Visto ahora desde la perspectiva del tiempo, pero con precisos flashes de aquella época, memorizo lo ingrato que tenía que ser cosechar y cuidar un centenal por cuyo fruto le iban a pagar al labriego dos reales el kilo (0,50 pesetas), y encima tener que vigilarlo continuamente para evitar estragos de los rapaces que entrabamos como caballo de Atila para tratar de encontrar algunos granos de cornecho. Era cruel el juego, pero la imaginación no tenía límites a falta de otros deberes y el tiempo se pasaba en la calle. 

La fiebre aquella se fue tranquilizando, por que las autoridades prohibieron el furtivismo (si se puede llamar así), y a los farmacéuticos no se les permitía ya comprarlo indiscriminadamente, sobre todo a los rapaces. Pero quien podía tenía unos granos en casa porque decían que era bueno para contener la sangre de una herida, calmaba dolores, vigorizaba a las parturientas en instantes de parto, etc. En fin, que valía para muchos remedios caseros.

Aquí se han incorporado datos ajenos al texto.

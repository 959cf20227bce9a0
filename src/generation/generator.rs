//! Turns a meal plan request into an ordered list of meal names.

use tracing::{debug, error, info, warn};

use crate::error::{PlannerError, Result};
use crate::provider::{ModelProvider, ProviderRequest};
use crate::types::{FinishReason, GenerationSettings, MealName, MealPlanRequest, ModelMessage};

use super::extract::parse_meal_names;
use super::prompt::{build_prompt, SYSTEM_PROMPT};

/// First pipeline stage: one model call per request, no retries.
pub struct PlanGenerator {
    provider: Box<dyn ModelProvider>,
    settings: GenerationSettings,
}

impl PlanGenerator {
    pub fn new(provider: Box<dyn ModelProvider>) -> Self {
        Self {
            provider,
            settings: GenerationSettings::default(),
        }
    }

    pub fn with_settings(mut self, settings: GenerationSettings) -> Self {
        self.settings = settings;
        self
    }

    /// Ask the model for a day's meals and validate the answer.
    ///
    /// Quota exhaustion and other service failures are returned as reported
    /// by the provider; unusable output fails with `InvalidGenerationFormat`.
    pub async fn generate(&self, request: &MealPlanRequest) -> Result<Vec<MealName>> {
        let provider_request = ProviderRequest {
            messages: vec![
                ModelMessage::system(SYSTEM_PROMPT),
                ModelMessage::user(build_prompt(request)),
            ],
            settings: self.settings.clone(),
        };

        debug!(
            provider = self.provider.provider_name(),
            model = self.provider.model_id(),
            day = request.day,
            "requesting meal plan"
        );
        let response = self.provider.generate_text(&provider_request).await?;

        let raw = response.text.trim();
        info!(
            raw_response = raw,
            total_tokens = response.usage.total_tokens,
            "model response received"
        );

        let truncated = response.finish_reason == Some(FinishReason::Length);
        if truncated {
            warn!(
                max_tokens = ?self.settings.max_tokens,
                "model response stopped at the token limit"
            );
        }

        parse_meal_names(raw)
            .map_err(|e| match e {
                PlannerError::InvalidGenerationFormat { reason, raw } if truncated => {
                    PlannerError::InvalidGenerationFormat {
                        reason: format!("{reason}; response was cut off at the token limit"),
                        raw,
                    }
                }
                other => other,
            })
            .inspect_err(|e| {
                error!(error = %e, "failed to parse model response as a JSON array");
            })
    }
}
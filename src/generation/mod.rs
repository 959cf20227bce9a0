//! Meal plan generation: prompting the model and extracting meal names.

pub mod extract;
pub mod generator;
pub mod prompt;

pub use extract::{find_json_array, parse_meal_names};
pub use generator::PlanGenerator;
pub use prompt::{build_prompt, SYSTEM_PROMPT};
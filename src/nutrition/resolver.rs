//! Concurrent resolution of meal names to nutrient records.

use std::collections::BTreeMap;

use futures::future::join_all;
use strum::{Display, EnumString};
use tracing::{debug, warn};

use crate::error::{PlannerError, Result};
use crate::types::{MealName, Nutrient, NutrientRecord};

use super::usda::{FoodSearch, FoodSearchResponse};

/// What to do when a single meal's lookup fails.
#[derive(Debug, Clone, Copy, Default, PartialEq, Eq, Display, EnumString)]
pub enum LookupFailurePolicy {
    /// Log the failure and record an empty nutrient record for that meal.
    #[default]
    #[strum(serialize = "degrade")]
    DegradeToEmpty,
    /// Let every lookup finish, then fail the request with the first error
    /// in issue order.
    #[strum(serialize = "abort")]
    AbortAll,
}

/// Build a record from the best-matching (first) food item.
///
/// Only tracked nutrient names are kept, and only numeric values. An empty
/// food list gives an empty record.
pub fn extract_nutrients(response: &FoodSearchResponse) -> NutrientRecord {
    let Some(food) = response.foods.first() else {
        return NutrientRecord::new();
    };

    food.food_nutrients
        .iter()
        .filter_map(|n| {
            let nutrient = Nutrient::from_name(n.nutrient_name.as_deref()?)?;
            match n.value.as_ref()? {
                serde_json::Value::Number(value) => Some((nutrient, value.clone())),
                _ => None,
            }
        })
        .collect()
}

/// Second pipeline stage: fan out one lookup per meal, then join.
pub struct NutrientResolver<S> {
    source: S,
    policy: LookupFailurePolicy,
}

impl<S: FoodSearch> NutrientResolver<S> {
    pub fn new(source: S, policy: LookupFailurePolicy) -> Self {
        Self { source, policy }
    }

    pub fn policy(&self) -> LookupFailurePolicy {
        self.policy
    }

    /// Look up a single meal.
    pub async fn resolve_one(&self, meal: &str) -> Result<NutrientRecord> {
        let response = self.source.search_foods(meal).await?;
        let record = extract_nutrients(&response);
        debug!(meal, nutrients = record.len(), "resolved nutrients");
        Ok(record)
    }

    /// Resolve every meal concurrently and merge the results by name.
    ///
    /// All lookups are in flight at once and the call returns only after
    /// each has completed. Results are merged in issue order, so for a
    /// repeated name the record of the later occurrence wins.
    pub async fn resolve_all(
        &self,
        meals: &[MealName],
    ) -> Result<BTreeMap<MealName, NutrientRecord>> {
        let lookups = meals.iter().map(|meal| async move {
            let outcome = self.resolve_one(meal).await;
            (meal, outcome)
        });
        let resolved = join_all(lookups).await;

        let mut nutritional_info = BTreeMap::new();
        let mut first_failure: Option<PlannerError> = None;

        for (meal, outcome) in resolved {
            match outcome {
                Ok(record) => {
                    nutritional_info.insert(meal.clone(), record);
                }
                Err(e) => match self.policy {
                    LookupFailurePolicy::DegradeToEmpty => {
                        warn!(meal = meal.as_str(), error = %e, "nutrient lookup failed; using empty record");
                        nutritional_info.insert(meal.clone(), NutrientRecord::new());
                    }
                    LookupFailurePolicy::AbortAll => {
                        first_failure.get_or_insert(e);
                    }
                },
            }
        }

        match first_failure {
            Some(e) => Err(e),
            None => Ok(nutritional_info),
        }
    }
}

Fue a partir de 1950 el momento de floración más contemporánea de la circunstancia del cornezuelo, pero antes ya hubiera otros periodos históricos locales en cuanto al aprovechamiento de la anómala espiga: en 1904 y después en 1920. Galicia fue muy propicia al bum aquel, y en los sembrados de la provincia de Orense, a la postre marcadamente agropecuaria, precisamente era donde se daba la mayor aparición del susodicho raro grano alucinógeno que se criaba en el centeno. Unas noticias de prensa del año 52, aparecieron indicando por aquel entonces que en Francia se estaba produciendo una rara enfermedad llamada “mal del pan”, que ocasionaba continuas victimas mortales. Parece que se investigó y aclaró que era porque que en la molienda del centeno se colaban granos que contaminaban la harina antes de ser distribuida por las tahonas. Eso fue el detonante que trajo la prohibición de ese mercadeo que terminó con el tema del cornezuelo popularizado en nuestros centenales.